In the 1980s, when I first came to BBC, attracted by its work for human rights, it was a pluralistic organization. Around the League for Human Rights table I found mostly liberals—a few, such as myself, with more activist backgrounds—and a sprinkling of conservatives. Most of the conservatives were part of the other side of BBC political work, the Institute for International Affairs, and since most of that group’s work was Israel advocacy, it was where Dimant’s own Betar views predominated. I think many, like myself, in the League accepted this, believing that the Institute was Frank Dimant’s small corner of B’nai Brith, but unfortunately that corner has become what today’s B’nai Brith is all about.
This state of pluralism in B’nai Brith lasted until about five years ago. It has now been totally eliminated with the expulsion of eight dissenting members. At a rump national board meeting, with a bare quorum, Dimant introduced a resolution to forge an alliance with the Christian right in Canada. Knowing something of their American counterparts, I challenged the motion, but was the only one to do so. I turned to well-known Liberal human rights lawyerDavid Matas of Winnipeg, but he was not similarly alarmed, perhaps because his own unabashedly pro-Israel position was consistent with such an alliance, or perhaps he did not share my fears. Dimant and others tried to assure me that the alliance was only for Israel advocacy. [emphasis added]
I soon learned that was not the case. One day I received a phone call from NDP MP Svend Robinson, inviting me as Chair of the League for Human Rights to come to Ottawa to testify in favour of his bill to include gays and lesbians among those protected from hate speech. I readily agreed, because it had always been BBC policy to support their inclusion, but I was in for a surprise. It was clear that the main group opposed to Robinson’s bill was the Christian right, and that BBC, that is Mr. Dimant, would not support the bill without protection being given to the speech of anti-gay clergy. I, though much embarrassed, had to notify Robinson that I was unable to appear at the hearings as a representative of BBC. It would have been a good time to resign, but perhaps mistakenly, I hung in.

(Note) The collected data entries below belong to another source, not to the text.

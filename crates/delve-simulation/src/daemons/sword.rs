use delve_core::{ObjectFlags, ObjectId, RoomId, World};

use crate::context::SimContext;
use crate::daemon::{Daemon, DaemonId, Schedule};
use crate::error::SimResult;

/// Makes a carried sword glow when hostile actors are near.
///
/// Glow level 2 means an actor shares the player's room, 1 means one is in a
/// room an exit leads to. The player is only told when the level changes.
#[derive(Debug, Clone)]
pub struct SwordGlowDaemon {
    sword: ObjectId,
    level: u32,
}

impl SwordGlowDaemon {
    /// A daemon watching `sword`.
    pub fn new(sword: ObjectId) -> Self {
        Self { sword, level: 0 }
    }

    /// The glow level last announced.
    pub fn level(&self) -> u32 {
        self.level
    }
}

fn hostile_in(world: &World, room: RoomId) -> bool {
    world
        .objects()
        .any(|o| o.is(ObjectFlags::ACTOR) && world.room_of(o.id) == Some(room))
}

/// How strongly a sword would glow for a player standing in `room`.
pub fn glow_level(world: &World, room: RoomId) -> u32 {
    if hostile_in(world, room) {
        return 2;
    }
    let adjacent = world
        .room(room)
        .map(|r| r.exits.iter().filter_map(|e| e.destination).collect::<Vec<_>>())
        .unwrap_or_default();
    if adjacent.into_iter().any(|r| hostile_in(world, r)) {
        1
    } else {
        0
    }
}

impl Daemon for SwordGlowDaemon {
    fn id(&self) -> DaemonId {
        DaemonId::SwordGlow
    }

    fn name(&self) -> &str {
        "sword glow"
    }

    fn schedule(&self) -> Schedule {
        Schedule::EveryTurn
    }

    fn fire(&mut self, ctx: &mut SimContext<'_>) -> SimResult<Schedule> {
        if !ctx.world.player.has_item(self.sword) {
            self.level = 0;
            return Ok(Schedule::EveryTurn);
        }
        let level = glow_level(ctx.world, ctx.world.state.current_room);
        if level != self.level {
            self.level = level;
            let name = &ctx.world.object(self.sword)?.name;
            let text = match level {
                2 => format!("Your {name} has begun to glow very brightly."),
                1 => format!("Your {name} is glowing with a faint blue glow."),
                _ => format!("Your {name} is no longer glowing."),
            };
            ctx.say(text);
        }
        Ok(Schedule::EveryTurn)
    }

    fn save(&self) -> u32 {
        self.level
    }

    fn load(&mut self, memory: u32) {
        self.level = memory;
    }
}
//! Turns content records into a validated [`World`].

use std::collections::HashMap;

use tracing::debug;

use crate::error::{WorldError, WorldResult};
use crate::flags::Variable;
use crate::id::{ObjectId, RoomId};
use crate::object::{GameObject, Location};
use crate::records::{Placement, WorldRecords};
use crate::room::{Exit, Room};
use crate::state::GlobalState;
use crate::world::World;

/// Default carrying capacity of the player.
pub const DEFAULT_CARRY_CAPACITY: u32 = 100;

/// Builds a [`World`] from [`WorldRecords`].
///
/// Building happens in two passes:
/// 1. **Allocation pass**: assign ids to every room and object in table
///    order, rejecting duplicate keys
/// 2. **Linking pass**: resolve exit destinations and object placements by
///    key, then place objects through [`World::move_object`] so every
///    containment invariant is checked
pub struct WorldBuilder {
    records: WorldRecords,
    carry_capacity: u32,
}

impl WorldBuilder {
    /// Start building from a set of records.
    pub fn from_records(records: WorldRecords) -> Self {
        Self {
            records,
            carry_capacity: DEFAULT_CARRY_CAPACITY,
        }
    }

    /// Set the player's carrying capacity.
    pub fn carry_capacity(mut self, capacity: u32) -> Self {
        self.carry_capacity = capacity;
        self
    }

    /// Build and validate the world.
    pub fn build(self) -> WorldResult<World> {
        let WorldRecords {
            name,
            start,
            rooms: room_records,
            objects: object_records,
        } = self.records;

        // Pass 1: allocate ids
        let mut room_ids: HashMap<&str, RoomId> = HashMap::new();
        for (index, record) in room_records.iter().enumerate() {
            let id = RoomId(index_u32(index)?);
            if room_ids.insert(record.key.as_str(), id).is_some() {
                return Err(WorldError::DuplicateKey(record.key.clone()));
            }
        }
        let mut object_ids: HashMap<&str, ObjectId> = HashMap::new();
        for (index, record) in object_records.iter().enumerate() {
            let id = ObjectId(index_u32(index)?);
            if object_ids.insert(record.key.as_str(), id).is_some() {
                return Err(WorldError::DuplicateKey(record.key.clone()));
            }
        }

        let lookup_room = |key: &str| {
            room_ids
                .get(key)
                .copied()
                .ok_or_else(|| WorldError::UnknownKey {
                    kind: "room",
                    key: key.to_string(),
                })
        };
        let lookup_object = |key: &str| {
            object_ids
                .get(key)
                .copied()
                .ok_or_else(|| WorldError::UnknownKey {
                    kind: "object",
                    key: key.to_string(),
                })
        };

        // Pass 2: link
        let mut rooms = Vec::with_capacity(room_records.len());
        for (index, record) in room_records.iter().enumerate() {
            let mut exits = Vec::with_capacity(record.exits.len());
            for exit in &record.exits {
                let destination = exit.to.as_deref().map(lookup_room).transpose()?;
                exits.push(Exit {
                    direction: exit.direction,
                    destination,
                    message: exit.message.clone(),
                    condition: exit.condition.clone(),
                });
            }
            rooms.push(Room {
                id: RoomId(index_u32(index)?),
                key: record.key.clone(),
                name: record.name.clone(),
                short_description: record.short_description.clone(),
                long_description: record.description.clone(),
                exits,
                contents: Vec::new(),
                flags: record.flags,
                visited: false,
                texts: record.texts.clone(),
            });
        }

        let mut objects = Vec::with_capacity(object_records.len());
        let mut placements = Vec::with_capacity(object_records.len());
        for (index, record) in object_records.iter().enumerate() {
            let id = ObjectId(index_u32(index)?);
            let placement = match &record.location {
                Placement::Nowhere => Location::Nowhere,
                Placement::Room(key) => Location::Room(lookup_room(key.as_str())?),
                Placement::Object(key) => Location::Object(lookup_object(key.as_str())?),
                Placement::Player => Location::Player,
            };
            placements.push((id, placement));
            objects.push(GameObject {
                id,
                key: record.key.clone(),
                name: record.name.clone(),
                synonyms: record.synonyms.iter().map(|s| s.to_lowercase()).collect(),
                adjectives: record.adjectives.iter().map(|s| s.to_lowercase()).collect(),
                description: record.description.clone(),
                initial_description: record.initial_description.clone(),
                text: record.text.clone(),
                location: Location::Nowhere,
                flags: record.flags,
                capacity: record.capacity,
                size: record.size,
                value: record.value,
                case_value: record.case_value,
                value_claimed: false,
                contents: Vec::new(),
                texts: record.texts.clone(),
            });
        }

        let mut state = GlobalState::new(lookup_room(start.as_str())?);
        state.max_score = objects.iter().map(|o| o.value + o.case_value).sum();
        state.set_variable(Variable::LoadAllowed, i64::from(self.carry_capacity));

        let mut world = World::from_parts(name, rooms, objects, state);
        for (id, placement) in placements {
            world.move_object(id, placement)?;
        }
        let start = world.state.current_room;
        world.room_mut(start)?.visited = true;
        world.validate()?;

        debug!(
            world = %world.name,
            rooms = world.rooms().count(),
            objects = world.objects().count(),
            "built world"
        );
        Ok(world)
    }
}

fn index_u32(index: usize) -> WorldResult<u32> {
    u32::try_from(index).map_err(|_| WorldError::Serialization(format!("table index {index} out of range")))
}

impl World {
    /// Build a world from records with the default carrying capacity.
    pub fn from_records(records: WorldRecords) -> WorldResult<World> {
        WorldBuilder::from_records(records).build()
    }

    /// Build a world from a JSON document of [`WorldRecords`].
    pub fn from_records_json(json: &str) -> WorldResult<World> {
        let records: WorldRecords = serde_json::from_str(json)?;
        Self::from_records(records)
    }
}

Meanwhile, Dimant received a honourary doctorate from the Canada Christian College, but unlike most recipients of such degrees, he often uses the title “Dr.” Joint tours of Israel, exchanges of speakers and of course mutual support of the Conservative Party have furthered the linkage. The anti-gay, anti-feminist, pro-censorship stance of Reverend Charles McVety of the Canada Christian College did not seem to bother Dimant, who heads a League for Human Rights.

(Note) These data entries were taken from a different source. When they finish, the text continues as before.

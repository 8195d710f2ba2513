//! Verbs, prepositions, and parsed commands.

use std::fmt;

use delve_core::{Direction, ObjectId};
use serde::{Deserialize, Serialize};

/// Every action the player can ask for.
#[derive(Debug, Clone, Copy, PartialEq, Eq, Hash, Serialize, Deserialize)]
#[serde(rename_all = "snake_case")]
pub enum Verb {
    /// Describe the room.
    Look,
    /// Describe an object.
    Examine,
    /// Read an object's text.
    Read,
    /// Pick something up.
    Take,
    /// Put something down.
    Drop,
    /// Put something in or on something else.
    Put,
    /// Open a container or door.
    Open,
    /// Close a container or door.
    Close,
    /// List what the player carries.
    Inventory,
    /// Walk in a direction.
    Go,
    /// Turn on a light source.
    Light,
    /// Turn off a light source.
    Extinguish,
    /// Fight a creature.
    Attack,
    /// Hand something to a creature.
    Give,
    /// Push, pull, or shift something.
    Move,
    /// Let a turn pass.
    Wait,
    /// Show the score.
    Score,
    /// Report the player's health.
    Diagnose,
    /// Always describe rooms in full.
    Verbose,
    /// Describe rooms in full only on the first visit.
    Brief,
    /// Never describe rooms in full.
    Superbrief,
    /// Leave the game.
    Quit,
    /// List the commands.
    Help,
    /// Repeat the last command.
    Again,
}

/// Whether a verb takes a direct object.
#[derive(Debug, Clone, Copy, PartialEq, Eq)]
pub enum Slot {
    /// Never.
    None,
    /// If one is given.
    Optional,
    /// Always.
    Required,
}

impl Verb {
    /// Canonical name, as used in messages.
    pub fn name(&self) -> &'static str {
        match self {
            Self::Look => "look",
            Self::Examine => "examine",
            Self::Read => "read",
            Self::Take => "take",
            Self::Drop => "drop",
            Self::Put => "put",
            Self::Open => "open",
            Self::Close => "close",
            Self::Inventory => "inventory",
            Self::Go => "go",
            Self::Light => "light",
            Self::Extinguish => "extinguish",
            Self::Attack => "attack",
            Self::Give => "give",
            Self::Move => "move",
            Self::Wait => "wait",
            Self::Score => "score",
            Self::Diagnose => "diagnose",
            Self::Verbose => "verbose",
            Self::Brief => "brief",
            Self::Superbrief => "superbrief",
            Self::Quit => "quit",
            Self::Help => "help",
            Self::Again => "again",
        }
    }

    /// Meta verbs talk about the game rather than act in it, and never
    /// consume a turn.
    pub fn is_meta(&self) -> bool {
        matches!(
            self,
            Self::Score
                | Self::Diagnose
                | Self::Verbose
                | Self::Brief
                | Self::Superbrief
                | Self::Quit
                | Self::Help
                | Self::Again
        )
    }

    /// Whether the verb takes a direct object.
    pub fn direct_slot(&self) -> Slot {
        match self {
            Self::Examine
            | Self::Read
            | Self::Take
            | Self::Drop
            | Self::Put
            | Self::Open
            | Self::Close
            | Self::Light
            | Self::Extinguish
            | Self::Attack
            | Self::Give
            | Self::Move => Slot::Required,
            Self::Look => Slot::Optional,
            _ => Slot::None,
        }
    }

    /// Prepositions that may introduce the indirect object, and whether one
    /// must be given.
    pub fn indirect(&self) -> (&'static [Preposition], Slot) {
        match self {
            Self::Put => (&[Preposition::In, Preposition::On], Slot::Required),
            Self::Give => (&[Preposition::To], Slot::Required),
            Self::Attack => (&[Preposition::With], Slot::Optional),
            Self::Take => (&[Preposition::From], Slot::Optional),
            Self::Light | Self::Open => (&[Preposition::With], Slot::Optional),
            _ => (&[], Slot::None),
        }
    }

    /// Whether `all` may stand for the direct object.
    pub fn accepts_all(&self) -> bool {
        matches!(self, Self::Take | Self::Drop | Self::Put)
    }
}

impl fmt::Display for Verb {
    fn fmt(&self, f: &mut fmt::Formatter<'_>) -> fmt::Result {
        f.write_str(self.name())
    }
}

/// A preposition linking a verb's direct and indirect objects.
#[derive(Debug, Clone, Copy, PartialEq, Eq, Hash, Serialize, Deserialize)]
#[serde(rename_all = "snake_case")]
pub enum Preposition {
    /// In, into, inside.
    In,
    /// On, onto.
    On,
    /// With, using.
    With,
    /// To.
    To,
    /// From, off.
    From,
    /// At.
    At,
}

impl Preposition {
    /// Canonical spelling.
    pub fn name(&self) -> &'static str {
        match self {
            Self::In => "in",
            Self::On => "on",
            Self::With => "with",
            Self::To => "to",
            Self::From => "from",
            Self::At => "at",
        }
    }
}

impl fmt::Display for Preposition {
    fn fmt(&self, f: &mut fmt::Formatter<'_>) -> fmt::Result {
        f.write_str(self.name())
    }
}

/// A fully resolved player command.
///
/// Objects are bound to ids; the parser has already checked that each one
/// is in scope.
#[derive(Debug, Clone, PartialEq, Eq, Serialize, Deserialize)]
pub struct Command {
    /// What to do.
    pub verb: Verb,
    /// Where to go, for movement.
    pub direction: Option<Direction>,
    /// The direct object.
    pub direct: Option<ObjectId>,
    /// Objects bound by `all`, in scope order.
    pub all: Option<Vec<ObjectId>>,
    /// The preposition before the indirect object.
    pub preposition: Option<Preposition>,
    /// The indirect object.
    pub indirect: Option<ObjectId>,
}

impl Command {
    /// A command with just a verb.
    pub fn new(verb: Verb) -> Self {
        Self {
            verb,
            direction: None,
            direct: None,
            all: None,
            preposition: None,
            indirect: None,
        }
    }

    /// A movement command.
    pub fn go(direction: Direction) -> Self {
        Self {
            direction: Some(direction),
            ..Self::new(Verb::Go)
        }
    }

    /// Set the direct object.
    pub fn with_direct(mut self, object: ObjectId) -> Self {
        self.direct = Some(object);
        self
    }

    /// Set the indirect object.
    pub fn with_indirect(mut self, preposition: Preposition, object: ObjectId) -> Self {
        self.preposition = Some(preposition);
        self.indirect = Some(object);
        self
    }

    /// Every object the verb applies to: the `all` list, or the single
    /// direct object.
    pub fn targets(&self) -> Vec<ObjectId> {
        match &self.all {
            Some(all) => all.clone(),
            None => self.direct.into_iter().collect(),
        }
    }

    /// Whether the command was given with `all`.
    pub fn is_multiple(&self) -> bool {
        self.all.is_some()
    }
}

#[cfg(test)]
mod tests {
    use super::*;

    #[test]
    fn meta_verbs_do_not_take_turns() {
        assert!(Verb::Score.is_meta());
        assert!(Verb::Help.is_meta());
        assert!(!Verb::Take.is_meta());
        assert!(!Verb::Look.is_meta());
        assert!(!Verb::Inventory.is_meta());
    }

    #[test]
    fn put_needs_both_slots() {
        assert_eq!(Verb::Put.direct_slot(), Slot::Required);
        let (preps, slot) = Verb::Put.indirect();
        assert_eq!(slot, Slot::Required);
        assert!(preps.contains(&Preposition::In));
    }

    #[test]
    fn targets_prefer_the_all_list() {
        let single = Command::new(Verb::Take).with_direct(ObjectId(3));
        assert_eq!(single.targets(), vec![ObjectId(3)]);
        let mut many = Command::new(Verb::Take);
        many.all = Some(vec![ObjectId(1), ObjectId(2)]);
        assert_eq!(many.targets(), vec![ObjectId(1), ObjectId(2)]);
        assert!(many.is_multiple());
        assert!(Command::new(Verb::Wait).targets().is_empty());
    }
}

[That name! Where have I heard it before? --ed.]
A key person in furthering the alliance was Joseph Ben-Ami, a bearded, pleasant individual and an Orthodox Jew who took on the role of BBC’s government affairs representative in Ottawa. He had worked previously for Stephen Harper and then for Stockwell Day as a policy aide, and played a leading role in Day’s leadership campaign. I believe that Ben-Ami was central to the effort to build this alliance. He would go on to work for two of the numerous front organizations established by Rev. McVety—the Canadian Centre for Policy Studies and the Institute for Canadian Values. McVety seems to believe that his multiple groups will further the belief in the power and influence of the Christian right here in Canada. According to a 2006 article in Walrus, McVety’s Institute was established as “a direct riposte to bill C-38” which legalized same-sex marriage.
In any event, McVety and some of his pastoral colleagues, especially Reverends John Tweedie and Dean Bye, became favoured speakers at BBC events. They helped create the illusion that, at long last, Canadian churches were giving their unconditional support to Israel.
That would seem to connect most of the dots. The writing is on the wall, I think, for Rights and Democracy.